Below I have listed not just the headings of the eight chapters but also the first level subheadings, as these provide an excellent overview of the book.

I have also included some extracts from the book which set out the style of the presentation and some of the key concepts. I have not attempted to reproduce the data which is presented in excellent detail. As mentioned above, the author takes great pains to base her analysis upon good quality data.

  1. Identity-based Democracy
  2. The book begins by giving as an example of how easily human beings can degenerate into warring tribes.

    “In the summer of 1954, the social psychologist Muzafer Sherif and his colleagues recruited 22 fifth-grade boys from Oklahoma City and sent them to two adjacent campsites in Robbers Cave State Park. The boys were carefully selected to be nearly identical to each other in social, educational, physical, and emotional fitness. They were all white, Protestant, and middle class. None had ever met the others before.

    They were carefully divided into two equal-sized teams, designed it to be similar to each other in every possible way. The two teams came to call themselves the Eagles and the Rattlers, and without knowing it they participated in a three-week-long psychological experiment.

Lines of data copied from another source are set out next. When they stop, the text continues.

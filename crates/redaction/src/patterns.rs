//! Regex patterns for detecting secrets in diagnostics.
//!
//! Patterns with a `value` capture group only redact that group, so the
//! surrounding key stays readable (`PGPASSWORD=[REDACTED]`).

use regex::Regex;
use std::sync::LazyLock;

/// Common secret key names in arguments, environment and configs.
pub static SECRET_KEY_PATTERN: LazyLock<Regex> = LazyLock::new(|| {
    Regex::new(r"(?i)(password|passwd|pwd|secret|token|api[_-]?key|apikey|private[_-]?key|credentials?|passphrase)")
        .unwrap()
});

/// Inline `NAME=value` assignments with a sensitive name, anywhere in a
/// line: `PGPASSWORD=hunter2 psql ...`.
pub static INLINE_ASSIGNMENT_PATTERN: LazyLock<Regex> = LazyLock::new(|| {
    Regex::new(r#"(?i)\b[A-Z_]*(?:PASSWORD|PASSWD|PWD|SECRET|TOKEN|API_?KEY|PASSPHRASE)[A-Z_]*=(?P<value>'[^']*'|"[^"]*"|\S+)"#)
        .unwrap()
});

/// `password=...` pairs inside libpq connection strings.
pub static CONNINFO_PASSWORD_PATTERN: LazyLock<Regex> = LazyLock::new(|| {
    Regex::new(r"(?i)\bpassword\s*=\s*(?P<value>'[^']*'|\S+)").unwrap()
});

/// URLs with embedded credentials: `postgres://user:pw@host/db`.
pub static URL_CREDENTIALS_PATTERN: LazyLock<Regex> = LazyLock::new(|| {
    Regex::new(r"(?i)[a-z][a-z0-9+.-]*://[^:/@\s]+:(?P<value>[^@\s]+)@").unwrap()
});

/// Command-line password flags: `--password hunter2`, `-p=hunter2`.
pub static PASSWORD_FLAG_PATTERN: LazyLock<Regex> = LazyLock::new(|| {
    Regex::new(r"(?i)(?:--password|--passwd|--ssh-password)[=\s]+(?P<value>\S+)").unwrap()
});

/// Authorization headers.
pub static AUTH_HEADER_PATTERN: LazyLock<Regex> = LazyLock::new(|| {
    Regex::new(r"(?i)(?:Authorization|X-Api-Key|X-Auth-Token):\s*(?P<value>.+)").unwrap()
});

/// PEM private key blocks.
pub static PRIVATE_KEY_PATTERN: LazyLock<Regex> = LazyLock::new(|| {
    Regex::new(r"(?s)-----BEGIN ([A-Z ]+ )?PRIVATE KEY-----.*?-----END ([A-Z ]+ )?PRIVATE KEY-----")
        .unwrap()
});

/// Check if a key name looks like it contains a secret.
pub fn is_sensitive_key(key: &str) -> bool {
    SECRET_KEY_PATTERN.is_match(key)
}

/// All patterns that should trigger redaction.
pub fn all_redaction_patterns() -> Vec<(&'static str, &'static Regex)> {
    vec![
        ("private_key", &PRIVATE_KEY_PATTERN),
        ("url_credentials", &URL_CREDENTIALS_PATTERN),
        ("inline_assignment", &INLINE_ASSIGNMENT_PATTERN),
        ("conninfo_password", &CONNINFO_PASSWORD_PATTERN),
        ("password_flag", &PASSWORD_FLAG_PATTERN),
        ("auth_header", &AUTH_HEADER_PATTERN),
    ]
}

    During the first week, the teams were kept separate. The boys on each team grew to know each other and to form, from scratch, a sense of being a group.

    In the second week, each team learned of the other’s existence. Having never laid eyes on the other team, the boys on each side immediately began referring to the others as “outsiders,” “intruders,” and “those boys at the other end of the camp.” They grew impatient for a challenge.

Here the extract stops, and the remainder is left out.